> ABOUT THIS TASK
Give back exactly the lines of the material below that start at the line containing "for a position." and end at the line containing "Whole-hour UTC offset", and no others.

> RECORD EXCERPTS
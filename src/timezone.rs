// src/timezone.rs
//! Latitude/longitude to time zone lookup

use crate::host::{TimeZoneId, TimeZoneResolver};
use chrono_tz::Tz;

/// Resolves the nautical time zone for a position.
///
/// Zones are 15° of longitude wide and named after the IANA `Etc/GMT±N`
/// entries. Those names carry the POSIX sign, so a position east of
/// Greenwich gets a *minus*: Madrid's meridian zone is `Etc/GMT`, Moscow's
/// is `Etc/GMT-3`. Latitude does not take part.
#[derive(Debug, Clone, Copy, Default)]
pub struct LongitudeResolver;

impl LongitudeResolver {
    pub fn new() -> Self {
        Self
    }

    /// Whole-hour UTC offset of the nautical zone containing `longitude`
    pub fn offset_hours(longitude: f64) -> i32 {
        if !longitude.is_finite() {
            return 0;
        }
        let wrapped = (longitude + 180.0).rem_euclid(360.0) - 180.0;
        (wrapped / 15.0).round() as i32
    }
}

impl TimeZoneResolver for LongitudeResolver {
    fn resolve_time_zone(&self, _latitude: f64, longitude: f64) -> TimeZoneId {
        let offset = Self::offset_hours(longitude);
        let name = match offset {
            0 => "Etc/GMT".to_string(),
            east if east > 0 => format!("Etc/GMT-{}", east),
            west => format!("Etc/GMT+{}", -west),
        };

        match name.parse::<Tz>() {
            Ok(tz) => TimeZoneId::new(tz.name()),
            Err(_) => {
                log::warn!("No time zone named {}, using UTC", name);
                TimeZoneId::new("Etc/UTC")
            }
        }
    }
}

> TASK RESULT
/// Resolves the nautical time zone for a position.
///
/// Zones are 15° of longitude wide and named after the IANA `Etc/GMT±N`
/// entries. Those names carry the POSIX sign, so a position east of
/// Greenwich gets a *minus*: Madrid's meridian zone is `Etc/GMT`, Moscow's
/// is `Etc/GMT-3`. Latitude does not take part.
#[derive(Debug, Clone, Copy, Default)]
pub struct LongitudeResolver;

impl LongitudeResolver {
    pub fn new() -> Self {
        Self
    }

    /// Whole-hour UTC offset of the nautical zone containing `longitude`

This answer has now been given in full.